▸ TASK OBJECTIVE: Whenever a line in the material below contains "ValidateCart", copy that line.

▸ DATA SHOWN:
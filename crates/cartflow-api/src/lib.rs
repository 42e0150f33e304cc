//! Cartflow HTTP API.
//!
//! Exposes the cart context over JSON/HTTP. The binary in `main.rs` only
//! reads configuration, installs telemetry, and serves [`app`].

pub mod config;
pub mod error;
pub mod routes;
pub mod state;
pub mod telemetry;

use axum::Router;
use tower_http::trace::TraceLayer;

use crate::state::AppState;

/// Builds the full application router.
pub fn app(state: AppState) -> Router {
    Router::new()
        .merge(routes::health::router())
        .nest("/api/v1/carts", routes::carts::router())
        .layer(TraceLayer::new_for_http())
        .with_state(state)
}
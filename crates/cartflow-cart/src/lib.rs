//! Cartflow Cart — the shopping cart bounded context.
//!
//! A cart is a multiset of items that can be validated once it holds at
//! least one item. All state is derived by replaying the cart's event stream.

pub mod application;
pub mod domain;
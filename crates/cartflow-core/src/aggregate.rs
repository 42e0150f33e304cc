//! Decision function abstraction.

use crate::error::DomainError;
use crate::event::DomainEvent;

/// An aggregate expressed as a pure decision function over its history.
///
/// State is never kept between calls: every decision rebuilds a fresh
/// snapshot by folding the stream with [`Aggregate::replay`].
pub trait Aggregate {
    /// Commands this aggregate decides on.
    type Command;

    /// Events this aggregate produces and folds.
    type Event: DomainEvent;

    /// Snapshot derived from the history. `Default` is the empty stream.
    type State: Default;

    /// Folds a single event into the state, returning the next snapshot.
    fn apply(state: Self::State, event: &Self::Event) -> Self::State;

    /// Derives new events from a command and the current snapshot.
    ///
    /// # Errors
    ///
    /// Returns a `DomainError` when the command is rejected by business rules.
    fn decide(
        command: &Self::Command,
        state: &Self::State,
    ) -> Result<Vec<Self::Event>, DomainError>;

    /// Rebuilds the state from an ordered history.
    fn replay(history: &[Self::Event]) -> Self::State {
        history
            .iter()
            .fold(Self::State::default(), |state, event| Self::apply(state, event))
    }

    /// Replays `history` and decides on `command`.
    ///
    /// # Errors
    ///
    /// Propagates the rejection returned by [`Aggregate::decide`].
    fn handle(
        command: &Self::Command,
        history: &[Self::Event],
    ) -> Result<Vec<Self::Event>, DomainError> {
        Self::decide(command, &Self::replay(history))
    }
}
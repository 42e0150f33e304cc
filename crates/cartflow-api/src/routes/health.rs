//! Liveness probe for load balancers and deploy scripts.

use axum::{Json, Router, routing::get};
use serde::Serialize;

use crate::state::AppState;

/// Body of `GET /health`. Identifies the running build; says nothing about
/// the event store backing.
#[derive(Debug, Serialize)]
pub struct HealthResponse {
    /// Always `"ok"` while the process is serving.
    pub status: &'static str,
    /// Crate name of the binary.
    pub service: &'static str,
    /// Crate version of the binary.
    pub version: &'static str,
}

async fn health_check() -> Json<HealthResponse> {
    Json(HealthResponse {
        status: "ok",
        service: env!("CARGO_PKG_NAME"),
        version: env!("CARGO_PKG_VERSION"),
    })
}

/// `/health`, mounted at the root next to the versioned cart API.
pub fn router() -> Router<AppState> {
    Router::new().route("/health", get(health_check))
}
//! Tracing subscriber setup.
//!
//! Logs are always written as JSON to stdout, filtered by `RUST_LOG`
//! (default `info`). When an OTLP endpoint is configured, spans are also
//! exported over gRPC.

use opentelemetry::trace::TracerProvider as _;
use opentelemetry_otlp::WithExportConfig;
use opentelemetry_sdk::Resource;
use opentelemetry_sdk::trace::SdkTracerProvider;
use tracing_subscriber::EnvFilter;
use tracing_subscriber::layer::SubscriberExt;
use tracing_subscriber::util::SubscriberInitExt;

use crate::error::AppError;

const SERVICE_NAME: &str = "cartflow-api";

/// Keeps the span exporter alive; call [`Telemetry::shutdown`] before exit
/// to flush buffered spans.
#[derive(Debug)]
pub struct Telemetry {
    provider: Option<SdkTracerProvider>,
}

impl Telemetry {
    /// Flushes and stops the span exporter, if one was installed.
    pub fn shutdown(self) {
        let Some(provider) = self.provider else {
            return;
        };
        if let Err(err) = provider.shutdown() {
            tracing::warn!(error = %err, "failed to shut down tracer provider");
        }
    }
}

fn tracer_provider(endpoint: &str) -> Result<SdkTracerProvider, AppError> {
    let exporter = opentelemetry_otlp::SpanExporter::builder()
        .with_tonic()
        .with_endpoint(endpoint)
        .build()
        .map_err(|e| AppError::Telemetry(format!("building OTLP exporter: {e}")))?;
    Ok(SdkTracerProvider::builder()
        .with_batch_exporter(exporter)
        .with_resource(Resource::builder().with_service_name(SERVICE_NAME).build())
        .build())
}

/// Installs the global tracing subscriber.
///
/// # Errors
///
/// Returns `AppError::Telemetry` if the exporter cannot be built or a global
/// subscriber is already set.
pub fn init(otlp_endpoint: Option<&str>) -> Result<Telemetry, AppError> {
    let provider = otlp_endpoint.map(tracer_provider).transpose()?;
    let otel_layer = provider
        .as_ref()
        .map(|p| tracing_opentelemetry::layer().with_tracer(p.tracer(SERVICE_NAME)));

    tracing_subscriber::registry()
        .with(EnvFilter::try_from_default_env().unwrap_or_else(|_| EnvFilter::new("info")))
        .with(tracing_subscriber::fmt::layer().json())
        .with(otel_layer)
        .try_init()
        .map_err(|e| AppError::Telemetry(e.to_string()))?;

    if let Some(provider) = &provider {
        opentelemetry::global::set_tracer_provider(provider.clone());
    }

    Ok(Telemetry { provider })
}
//! Event store database schema.

/// SQL to create the events table.
pub const CREATE_EVENTS_TABLE: &str = r"
CREATE TABLE IF NOT EXISTS domain_events (
    event_id        UUID PRIMARY KEY,
    aggregate_id    UUID NOT NULL,
    event_type      VARCHAR(255) NOT NULL,
    payload         JSONB NOT NULL,
    sequence_number BIGINT NOT NULL,
    occurred_at     TIMESTAMPTZ NOT NULL DEFAULT NOW(),
    UNIQUE (aggregate_id, sequence_number)
);

CREATE INDEX IF NOT EXISTS idx_domain_events_aggregate_id
    ON domain_events (aggregate_id, sequence_number);
";

/// SQL to create the read-model table shared by all projections.
pub const CREATE_READ_MODELS_TABLE: &str = r"
CREATE TABLE IF NOT EXISTS read_models (
    projection   VARCHAR(255) NOT NULL,
    aggregate_id UUID NOT NULL,
    state        JSONB NOT NULL,
    updated_at   TIMESTAMPTZ NOT NULL DEFAULT NOW(),
    PRIMARY KEY (projection, aggregate_id)
);
";
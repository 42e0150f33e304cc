//! Command handlers for the cart context.
//!
//! Each handler reads the cart's full history, runs the decision function,
//! and publishes the resulting events with the history length as the
//! expected version. Conflicts are returned to the caller; nothing retries.

use cartflow_core::aggregate::Aggregate;
use cartflow_core::command::Command;
use cartflow_core::error::DomainError;
use cartflow_core::publisher::EventPublisher;
use cartflow_core::repository::StoredEvent;
use cartflow_core::store::{AggregateEvents, EventStore};
use tracing::{debug, instrument};
use uuid::Uuid;

use crate::domain::aggregates::Cart;
use crate::domain::commands::{AddItem, CartCommand, RemoveItem, ValidateCart};
use crate::domain::events::{CartEvent, CartEventKind};

/// Result of a successfully handled command.
#[derive(Debug)]
pub struct CartCommandResult {
    /// The aggregate ID affected by the command.
    pub aggregate_id: Uuid,
    /// The stored events produced and persisted. Empty for a no-op.
    pub stored_events: Vec<StoredEvent>,
}

/// Decodes the cart events of a stored stream.
///
/// Event types this context does not know are skipped, so streams written by
/// newer code still replay.
///
/// # Errors
///
/// Returns `DomainError::Infrastructure` if a known event fails to decode.
pub(crate) fn decode_history(stored: &[StoredEvent]) -> Result<Vec<CartEvent>, DomainError> {
    stored
        .iter()
        .filter(|event| {
            let known = CartEventKind::from_event_type(&event.event_type).is_some();
            if !known {
                debug!(
                    event_type = %event.event_type,
                    sequence_number = event.sequence_number,
                    "skipping unknown event type"
                );
            }
            known
        })
        .map(EventStore::<CartEvent>::decode)
        .collect()
}

/// Handles any cart command.
///
/// # Errors
///
/// Returns `DomainError::InvalidCart` if the decision rejects the command,
/// `DomainError::VersionConflict` if the stream moved after it was read,
/// `DomainError::Projection` if a subscriber failed after the append, or the
/// store's error if loading or appending fails.
#[allow(clippy::cast_possible_wrap)]
#[instrument(
    skip_all,
    fields(
        command_type = command.command_type(),
        cart_id = %command.aggregate_id(),
        correlation_id = %command.correlation_id(),
    )
)]
pub async fn handle_command(
    command: &CartCommand,
    publisher: &EventPublisher<CartEvent>,
) -> Result<CartCommandResult, DomainError> {
    let aggregate_id = command.aggregate_id();
    let stored = publisher.store().read_stored(aggregate_id).await?;
    let history = decode_history(&stored)?;

    let events = Cart::handle(command, &history)?;
    if events.is_empty() {
        debug!("command produced no events");
        return Ok(CartCommandResult {
            aggregate_id,
            stored_events: Vec::new(),
        });
    }

    let batch = AggregateEvents::new(events, stored.len() as i64)?;
    let stored_events = publisher.publish_versioned(batch).await?;

    Ok(CartCommandResult {
        aggregate_id,
        stored_events,
    })
}

/// Handles the `AddItem` command.
///
/// # Errors
///
/// See [`handle_command`].
pub async fn handle_add_item(
    command: &AddItem,
    publisher: &EventPublisher<CartEvent>,
) -> Result<CartCommandResult, DomainError> {
    handle_command(&CartCommand::AddItem(command.clone()), publisher).await
}

/// Handles the `RemoveItem` command. Removing an item the cart does not hold
/// succeeds with no events.
///
/// # Errors
///
/// See [`handle_command`].
pub async fn handle_remove_item(
    command: &RemoveItem,
    publisher: &EventPublisher<CartEvent>,
) -> Result<CartCommandResult, DomainError> {
    handle_command(&CartCommand::RemoveItem(command.clone()), publisher).await
}

/// Handles the `ValidateCart` command.
///
/// # Errors
///
/// Returns `DomainError::InvalidCart` for an empty cart; otherwise see
/// [`handle_command`].
pub async fn handle_validate_cart(
    command: &ValidateCart,
    publisher: &EventPublisher<CartEvent>,
) -> Result<CartCommandResult, DomainError> {
    handle_command(&CartCommand::ValidateCart(command.clone()), publisher).await
}
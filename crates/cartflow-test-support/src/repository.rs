//! Stand-in event backings for handler and route tests.

use std::sync::Mutex;

use async_trait::async_trait;
use cartflow_core::error::DomainError;
use cartflow_core::repository::{
    EventRepository, ExpectedVersion, PendingEvent, StoredEvent, sequence_after,
};
use uuid::Uuid;

/// Serves a fixed cart history and captures every append, so tests can
/// assert on the expected version and events a handler wrote. Appends are
/// numbered after the history and never conflict.
#[derive(Debug)]
pub struct RecordingEventRepository {
    history: Vec<StoredEvent>,
    appended: Mutex<Vec<(Uuid, ExpectedVersion, Vec<PendingEvent>)>>,
}

impl RecordingEventRepository {
    /// Every aggregate reads back `history`.
    #[must_use]
    pub fn new(history: Vec<StoredEvent>) -> Self {
        Self {
            history,
            appended: Mutex::new(Vec::new()),
        }
    }

    /// The `(aggregate_id, expected_version, events)` of each append, in order.
    ///
    /// # Panics
    ///
    /// Panics if the internal mutex is poisoned.
    pub fn appended_events(&self) -> Vec<(Uuid, ExpectedVersion, Vec<PendingEvent>)> {
        self.appended.lock().unwrap().clone()
    }
}

#[async_trait]
impl EventRepository for RecordingEventRepository {
    async fn load_events(&self, _aggregate_id: Uuid) -> Result<Vec<StoredEvent>, DomainError> {
        Ok(self.history.clone())
    }

    #[allow(clippy::cast_possible_wrap)]
    async fn append_events(
        &self,
        aggregate_id: Uuid,
        expected_version: ExpectedVersion,
        events: Vec<PendingEvent>,
    ) -> Result<Vec<StoredEvent>, DomainError> {
        self.appended
            .lock()
            .unwrap()
            .push((aggregate_id, expected_version, events.clone()));
        Ok(sequence_after(self.history.len() as i64, events))
    }
}

/// Every stream is empty and appends are accepted but discarded; stands in
/// for a cart nobody has touched yet.
#[derive(Debug)]
pub struct EmptyEventRepository;

#[async_trait]
impl EventRepository for EmptyEventRepository {
    async fn load_events(&self, _aggregate_id: Uuid) -> Result<Vec<StoredEvent>, DomainError> {
        Ok(vec![])
    }

    async fn append_events(
        &self,
        _aggregate_id: Uuid,
        _expected_version: ExpectedVersion,
        events: Vec<PendingEvent>,
    ) -> Result<Vec<StoredEvent>, DomainError> {
        Ok(sequence_after(0, events))
    }
}

/// A backing whose reads and appends both fail as if the database were
/// unreachable; drives the 500 paths of the API.
#[derive(Debug)]
pub struct FailingEventRepository;

#[async_trait]
impl EventRepository for FailingEventRepository {
    async fn load_events(&self, _aggregate_id: Uuid) -> Result<Vec<StoredEvent>, DomainError> {
        Err(DomainError::Infrastructure("connection refused".into()))
    }

    async fn append_events(
        &self,
        _aggregate_id: Uuid,
        _expected_version: ExpectedVersion,
        _events: Vec<PendingEvent>,
    ) -> Result<Vec<StoredEvent>, DomainError> {
        Err(DomainError::Infrastructure("connection refused".into()))
    }
}
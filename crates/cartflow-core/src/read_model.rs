//! Read-model repository abstraction.

use async_trait::async_trait;
use uuid::Uuid;

use crate::error::DomainError;

/// Key/value store backing a projection's derived state.
///
/// There is no transactional link to the event store: projections are
/// updated after events are durable, so the two are eventually consistent.
#[async_trait]
pub trait ReadModelRepository<V>: Send + Sync
where
    V: Default + Send + Sync + 'static,
{
    /// Returns the value for `aggregate_id`, or `V::default()` if absent.
    async fn get(&self, aggregate_id: Uuid) -> Result<V, DomainError>;

    /// Stores `value` for `aggregate_id`, replacing any previous value.
    async fn set(&self, aggregate_id: Uuid, value: V) -> Result<(), DomainError>;
}
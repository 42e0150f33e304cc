//! Shared test mocks and utilities for the Cartflow runtime.

mod clock;
mod repository;

pub use clock::{FixedClock, fixed_now};
pub use repository::{EmptyEventRepository, FailingEventRepository, RecordingEventRepository};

▸ ANSWER TO THE EXERCISE:
use crate::domain::commands::{AddItem, CartCommand, RemoveItem, ValidateCart};
/// Handles the `ValidateCart` command.
    command: &ValidateCart,
    handle_command(&CartCommand::ValidateCart(command.clone()), publisher).await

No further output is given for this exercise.